El valor del barril de petróleo WTI cotizado en Nueva York para su entrega en mayo cayó el lunes a valores negativos por primera vez en su historia al final de una sesión infernal, mientras los inversores intentan desesperadamente deshacerse de sus barriles en un mercado saturado. La parálisis económica provocada por la pandemia del coronavirus ha desencadenado una fuerte caída de la demanda.

Rusia y la Organización de Países Exportadores de Petróleo (OPEP) -y particularmente Arabia Saudita, líder del cartel petrolero- se libran desde hace dos meses a un aumento de producción que hace bajar los precios.

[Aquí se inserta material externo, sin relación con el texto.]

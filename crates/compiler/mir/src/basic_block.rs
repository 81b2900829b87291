//! Basic blocks: straight-line instruction runs ended by a terminator.

use crate::{BasicBlockId, Instruction};

/// A basic block. The terminator is, by convention, the last
/// instruction; the verifier enforces that it is a `Return`, `Branch`,
/// or `CondBranch`.
#[derive(Debug, Clone, Default, PartialEq, Eq)]
pub struct BasicBlock {
    pub id: BasicBlockId,
    pub name: String,
    pub instructions: Vec<Instruction>,
}

impl BasicBlock {
    pub fn new(id: BasicBlockId, name: impl Into<String>) -> Self {
        Self {
            id,
            name: name.into(),
            instructions: Vec::new(),
        }
    }

    /// The block's terminator, when the block is non-empty.
    pub fn terminator(&self) -> Option<&Instruction> {
        self.instructions.last()
    }

    pub fn is_empty(&self) -> bool {
        self.instructions.is_empty()
    }

    /// Phi instructions sit at the front of a block; this is the index
    /// of the first non-phi instruction.
    pub fn phi_count(&self) -> usize {
        self.instructions
            .iter()
            .position(|instruction| !instruction.is_phi())
            .unwrap_or(self.instructions.len())
    }
}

“Durante la reunión de la OPEP+ [a principios de marzo], el ministro ruso de Energía, Alexander Novak, rompió la alianza entre Moscú y Riad, que presidía el delicado equilibrio del mercado desde hace tres años. En unas horas, el mundo del petróleo pasó de una situación tensa a una gran crisis”, resumió el analista y director adjunto del Mirabaud Group, John Plassard. Y a esta crisis se le ha sumado el impacto de la pandemia de covid-19.

Los precios del petróleo entraron en una espiral descendente después de que Arabia Saudita decidiera abrir las compuertas de su producción en el marco de su disputa con Moscú. Desde entonces, un acuerdo para reducir la producción no ha logrado detenerla, mientras la recesión económica mundial provoca una caída del consumo.

El motivo del precio negativo, en tanto, proviene esencialmente de la importante producción estadounidense de crudo, en especial de esquisto, y de la constitución de enormes reservas en la terminal de Cushing (Oklahoma), que se desbordan ante la brutal ralentización de la economía estadounidense debido a la epidemia de coronavirus.

Los vendedores de petróleo no solo no encuentran compradores, sino que apenas logran almacenar el excedente, de ahí el desplome del lunes. El precio “negativo” exige adentrarse en los mecanismos, bastante técnicos, del mercado petrolero, desconocidos a menudo para el gran público. Al inicio de esta semana, los contratos sobre el petróleo para entrega en mayo expiran y los especuladores se vieron el lunes obligados a tomar posesión del petróleo que ya compraron. Al no poder almacenarlo, prefirieron pagar para anular la compra, de ahí el precio negativo.